Can Kok menyebar anak buahnya dan pemeriksaan dimulai dengan kasar oleh para anak buah panglima itu. Mereka memeriksa dan mencari dengan teliti sekali hingga semua kamar dimasukinya, akan tetapi bayangan kedua orang yang dicarinya itu tidak kelihatan. Dengan penasaran sekali Can Kok mengulur tangan hendak menarik tirai sutera yang menutup meja toapekong yang besar. Akan tetapi, tiba-tiba terdengar suara keras dan nyaring,

“Jangan lakukan kelancangan itu !” Ini adalah suara Pek Seng Hwesio dan terdengar demikian berpengaruh hingga Can Kok menarik kembali tangannya.

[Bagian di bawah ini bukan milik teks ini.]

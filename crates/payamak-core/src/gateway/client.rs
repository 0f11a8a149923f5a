//! OkitSMS HTTP client

use async_trait::async_trait;
use payamak_common::config::GatewayConfig;
use payamak_common::{Error, Result};
use reqwest::Client;
use serde::{Deserialize, Serialize};
use std::time::{Duration, Instant};
use tracing::{debug, warn};

use super::{BatchResponse, SmsGateway};

/// Request body for the bulk send endpoint
#[derive(Debug, Clone, Serialize)]
#[serde(rename_all = "PascalCase")]
struct SendRequest<'a> {
    source_number: &'a str,
    destination_numbers: &'a [String],
    message: &'a str,
    user_tag: &'a str,
}

/// Gateway response body. Unknown shapes are tolerated; every field is
/// optional so a partial body still yields telemetry.
#[derive(Debug, Clone, Deserialize)]
struct SendResponse {
    status: Option<bool>,
    #[serde(rename = "statusCode")]
    status_code: Option<i64>,
    message: Option<String>,
}

/// OkitSMS gateway client
#[derive(Clone)]
pub struct OkitClient {
    http_client: Client,
    config: GatewayConfig,
}

impl OkitClient {
    /// Create a new gateway client from configuration
    pub fn new(config: GatewayConfig) -> Result<Self> {
        let http_client = Client::builder()
            .timeout(Duration::from_secs(config.timeout_secs))
            .user_agent(config.user_agent.clone())
            .build()
            .map_err(|e| Error::Internal(format!("Failed to create HTTP client: {}", e)))?;

        Ok(Self {
            http_client,
            config,
        })
    }
}

#[async_trait]
impl SmsGateway for OkitClient {
    async fn send_batch(
        &self,
        numbers: &[String],
        message: &str,
        tag: &str,
    ) -> Result<BatchResponse> {
        let request = SendRequest {
            source_number: &self.config.source_number,
            destination_numbers: numbers,
            message,
            user_tag: tag,
        };

        let request_body = serde_json::to_string(&request)
            .map_err(|e| Error::Internal(format!("Failed to encode request: {}", e)))?;

        debug!(
            endpoint = %self.config.endpoint,
            batch_size = numbers.len(),
            "Sending batch to gateway"
        );

        let started = Instant::now();
        let response = self
            .http_client
            .post(&self.config.endpoint)
            .header("X-API-KEY", &self.config.api_key)
            .header("Content-Type", "application/json")
            .body(request_body.clone())
            .send()
            .await
            .map_err(|e| Error::Network(format!("Gateway request failed: {}", e)))?;

        let http_status = response.status().as_u16();
        let response_body = response
            .text()
            .await
            .map_err(|e| Error::Network(format!("Failed to read gateway response: {}", e)))?;
        let response_time_ms = started.elapsed().as_millis() as i64;

        let parsed: Option<SendResponse> = serde_json::from_str(&response_body).ok();
        if parsed.is_none() {
            warn!(http_status, "Gateway returned an unparseable body");
        }

        let api_status = parsed.as_ref().and_then(|p| p.status);
        let is_success = (200..300).contains(&http_status) && api_status == Some(true);

        Ok(BatchResponse {
            is_success,
            http_status,
            api_status,
            api_status_code: parsed.as_ref().and_then(|p| p.status_code),
            api_message: parsed.and_then(|p| p.message),
            response_time_ms,
            request_body,
            response_body,
        })
    }
}
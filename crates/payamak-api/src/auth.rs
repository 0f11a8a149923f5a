//! Authentication module

use axum::{
    extract::{Request, State},
    http::StatusCode,
    middleware::Next,
    response::Response,
};
use payamak_core::dispatch::{DispatchService, PgDispatchStore};
use payamak_core::CampaignService;
use payamak_storage::DatabasePool;
use std::sync::Arc;
use tracing::warn;

/// Application state shared across handlers
#[derive(Clone)]
pub struct AppState {
    pub db_pool: DatabasePool,
    pub campaigns: CampaignService,
    pub dispatch: DispatchService<PgDispatchStore>,
    /// Static bearer token; None disables authentication
    pub auth_token: Option<String>,
}

/// Extract the bearer token from a request
pub fn extract_token(req: &Request) -> Option<&str> {
    // Authorization: Bearer <token>
    if let Some(auth) = req.headers().get("authorization") {
        if let Ok(auth_str) = auth.to_str() {
            if let Some(token) = auth_str.strip_prefix("Bearer ") {
                return Some(token);
            }
        }
    }

    // X-API-Key header
    if let Some(key) = req.headers().get("x-api-key") {
        if let Ok(key_str) = key.to_str() {
            return Some(key_str);
        }
    }

    None
}

/// Authentication middleware: compares the request token against the
/// configured static token
pub async fn auth_middleware(
    State(state): State<Arc<AppState>>,
    request: Request,
    next: Next,
) -> Result<Response, StatusCode> {
    // Health check endpoints stay open
    if request.uri().path().starts_with("/health") {
        return Ok(next.run(request).await);
    }

    let Some(expected) = &state.auth_token else {
        return Ok(next.run(request).await);
    };

    let token = extract_token(&request).ok_or_else(|| {
        warn!("Missing token in request to {}", request.uri().path());
        StatusCode::UNAUTHORIZED
    })?;

    if token != expected {
        warn!("Token mismatch for request to {}", request.uri().path());
        return Err(StatusCode::UNAUTHORIZED);
    }

    Ok(next.run(request).await)
}

#[cfg(test)]
mod tests {
    use super::extract_token;
    use axum::body::Body;
    use axum::http::Request;

    #[test]
    fn extracts_bearer_token() {
        let req = Request::builder()
            .header("authorization", "Bearer secret-token")
            .body(Body::empty())
            .unwrap();
        assert_eq!(extract_token(&req), Some("secret-token"));
    }

    #[test]
    fn extracts_api_key_header() {
        let req = Request::builder()
            .header("x-api-key", "secret-token")
            .body(Body::empty())
            .unwrap();
        assert_eq!(extract_token(&req), Some("secret-token"));
    }

    #[test]
    fn missing_token_is_none() {
        let req = Request::builder().body(Body::empty()).unwrap();
        assert_eq!(extract_token(&req), None);
    }
}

“Mengapa losuhu ? Bagaimana kalau dua orang buruan itu bersembunyi di situ ?”

“Tak mungkin, pinceng yang menanggung bahwa tidak ada orang dapat bersembunyi di tempat itu. Janganlah ciangkun mengotori tempat yang suci ini.”

“Apa ? Tanganku kotor ? Ha, ha, ha ! Tidak lebih kotor daripada meja yang penuh debu dupa ini,” katanya dan ia mengulur tangan lagi hendak menarik tirai itu. Akan tetapi, tiba-tiba seorang hwesio yang berwajah bopeng dan bertubuh bongkok, melompat dan menarik tangannya.